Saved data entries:
=-=-=
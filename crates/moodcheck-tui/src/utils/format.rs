/// Truncate a string to a maximum length, adding ellipsis if needed.
/// Lengths are in characters.
pub fn truncate_string(s: &str, max_len: usize) -> String {
    if s.chars().count() <= max_len {
        s.to_string()
    } else if max_len <= 3 {
        s.chars().take(max_len).collect()
    } else {
        let truncated: String = s.chars().take(max_len - 3).collect();
        format!("{}...", truncated)
    }
}

/// A bar of `max` cells with the first `score` filled, e.g. "████░"
pub fn score_bar(score: u8, max: u8) -> String {
    let filled = score.min(max) as usize;
    let empty = (max as usize).saturating_sub(filled);
    format!("{}{}", "█".repeat(filled), "░".repeat(empty))
}
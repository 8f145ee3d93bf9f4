//! REST API client module for the sentiment backend.
//!
//! This module provides the `ApiClient` for exchanging credentials on
//! `/login` and classifying text on `/predict`, and the `ApiError` type
//! every failure is normalized into.
//!
//! The backend uses bearer token authentication; the token is obtained
//! from `/login` and passed explicitly to each `/predict` call.

pub mod client;
pub mod error;

pub use client::{ApiClient, DEFAULT_API_URL};
pub use error::{ApiError, TRANSPORT_ERROR_MESSAGE};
=-=-=
= AIM OF THE TASK =
Give all of the entries again, exactly.

= SOLUTION FOR THIS EXERCISE =
filename crates/moodcheck-tui/src/utils/format.rs
/// Truncate a string to a maximum length, adding ellipsis if needed.
/// Lengths are in characters.
pub fn truncate_string(s: &str, max_len: usize) -> String {
    if s.chars().count() <= max_len {
        s.to_string()
    } else if max_len <= 3 {
        s.chars().take(max_len).collect()
    } else {
        let truncated: String = s.chars().take(max_len - 3).collect();
        format!("{}...", truncated)
    }
}

/// A bar of `max` cells with the first `score` filled, e.g. "████░"
pub fn score_bar(score: u8, max: u8) -> String {
    let filled = score.min(max) as usize;
    let empty = (max as usize).saturating_sub(filled);
    format!("{}{}", "█".repeat(filled), "░".repeat(empty))
}
repository 8f145ee3d93bf9f4
//! REST API client module for the sentiment backend.
//!
//! This module provides the `ApiClient` for exchanging credentials on
//! `/login` and classifying text on `/predict`, and the `ApiError` type
//! every failure is normalized into.
//!
//! The backend uses bearer token authentication; the token is obtained
//! from `/login` and passed explicitly to each `/predict` call.

pub mod client;
pub mod error;

pub use client::{ApiClient, DEFAULT_API_URL};
pub use error::{ApiError, TRANSPORT_ERROR_MESSAGE};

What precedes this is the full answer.